→ **TASK GOAL**:
Please give back word for word the lines of the material below between the line containing "with classification helpers" and the line containing "pub mod traits;", inclusive.

→ **RECORDS**:
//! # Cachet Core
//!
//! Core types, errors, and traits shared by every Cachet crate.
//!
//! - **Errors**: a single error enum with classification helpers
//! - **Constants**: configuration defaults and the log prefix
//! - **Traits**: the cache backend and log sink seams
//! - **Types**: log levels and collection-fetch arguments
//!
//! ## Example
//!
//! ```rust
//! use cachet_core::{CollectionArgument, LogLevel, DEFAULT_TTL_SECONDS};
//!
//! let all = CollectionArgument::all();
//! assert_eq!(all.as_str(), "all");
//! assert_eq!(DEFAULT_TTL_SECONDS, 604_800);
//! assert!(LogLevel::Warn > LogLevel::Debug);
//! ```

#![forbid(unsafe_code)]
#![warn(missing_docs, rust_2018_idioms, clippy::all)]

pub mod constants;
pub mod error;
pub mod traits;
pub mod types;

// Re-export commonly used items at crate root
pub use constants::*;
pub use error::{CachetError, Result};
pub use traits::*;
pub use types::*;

--

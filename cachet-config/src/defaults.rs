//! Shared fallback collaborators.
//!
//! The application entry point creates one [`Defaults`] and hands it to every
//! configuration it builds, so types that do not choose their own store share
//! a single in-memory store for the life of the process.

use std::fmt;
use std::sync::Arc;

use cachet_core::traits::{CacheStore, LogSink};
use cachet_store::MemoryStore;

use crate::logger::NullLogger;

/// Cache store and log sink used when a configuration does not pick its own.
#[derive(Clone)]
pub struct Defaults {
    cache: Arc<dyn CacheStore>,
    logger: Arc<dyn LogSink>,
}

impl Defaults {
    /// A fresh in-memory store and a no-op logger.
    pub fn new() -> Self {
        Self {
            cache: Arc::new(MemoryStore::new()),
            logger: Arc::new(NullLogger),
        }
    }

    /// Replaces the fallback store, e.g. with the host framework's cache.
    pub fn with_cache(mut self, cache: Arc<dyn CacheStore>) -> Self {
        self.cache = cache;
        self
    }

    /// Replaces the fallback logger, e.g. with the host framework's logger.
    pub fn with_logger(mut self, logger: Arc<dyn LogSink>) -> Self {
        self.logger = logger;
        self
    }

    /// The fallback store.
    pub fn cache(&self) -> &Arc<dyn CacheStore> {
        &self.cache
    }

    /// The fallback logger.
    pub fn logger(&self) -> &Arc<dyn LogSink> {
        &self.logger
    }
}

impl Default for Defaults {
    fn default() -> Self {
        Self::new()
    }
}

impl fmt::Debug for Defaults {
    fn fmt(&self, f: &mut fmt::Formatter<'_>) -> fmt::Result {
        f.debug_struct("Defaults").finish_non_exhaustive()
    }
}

→ **RESPONSE**:
//! - **Errors**: a single error enum with classification helpers
//! - **Constants**: configuration defaults and the log prefix
//! - **Traits**: the cache backend and log sink seams
//! - **Types**: log levels and collection-fetch arguments
//!
//! ## Example
//!
//! ```rust
//! use cachet_core::{CollectionArgument, LogLevel, DEFAULT_TTL_SECONDS};
//!
//! let all = CollectionArgument::all();
//! assert_eq!(all.as_str(), "all");
//! assert_eq!(DEFAULT_TTL_SECONDS, 604_800);
//! assert!(LogLevel::Warn > LogLevel::Debug);
//! ```

#![forbid(unsafe_code)]
#![warn(missing_docs, rust_2018_idioms, clippy::all)]

pub mod constants;
pub mod error;
pub mod traits;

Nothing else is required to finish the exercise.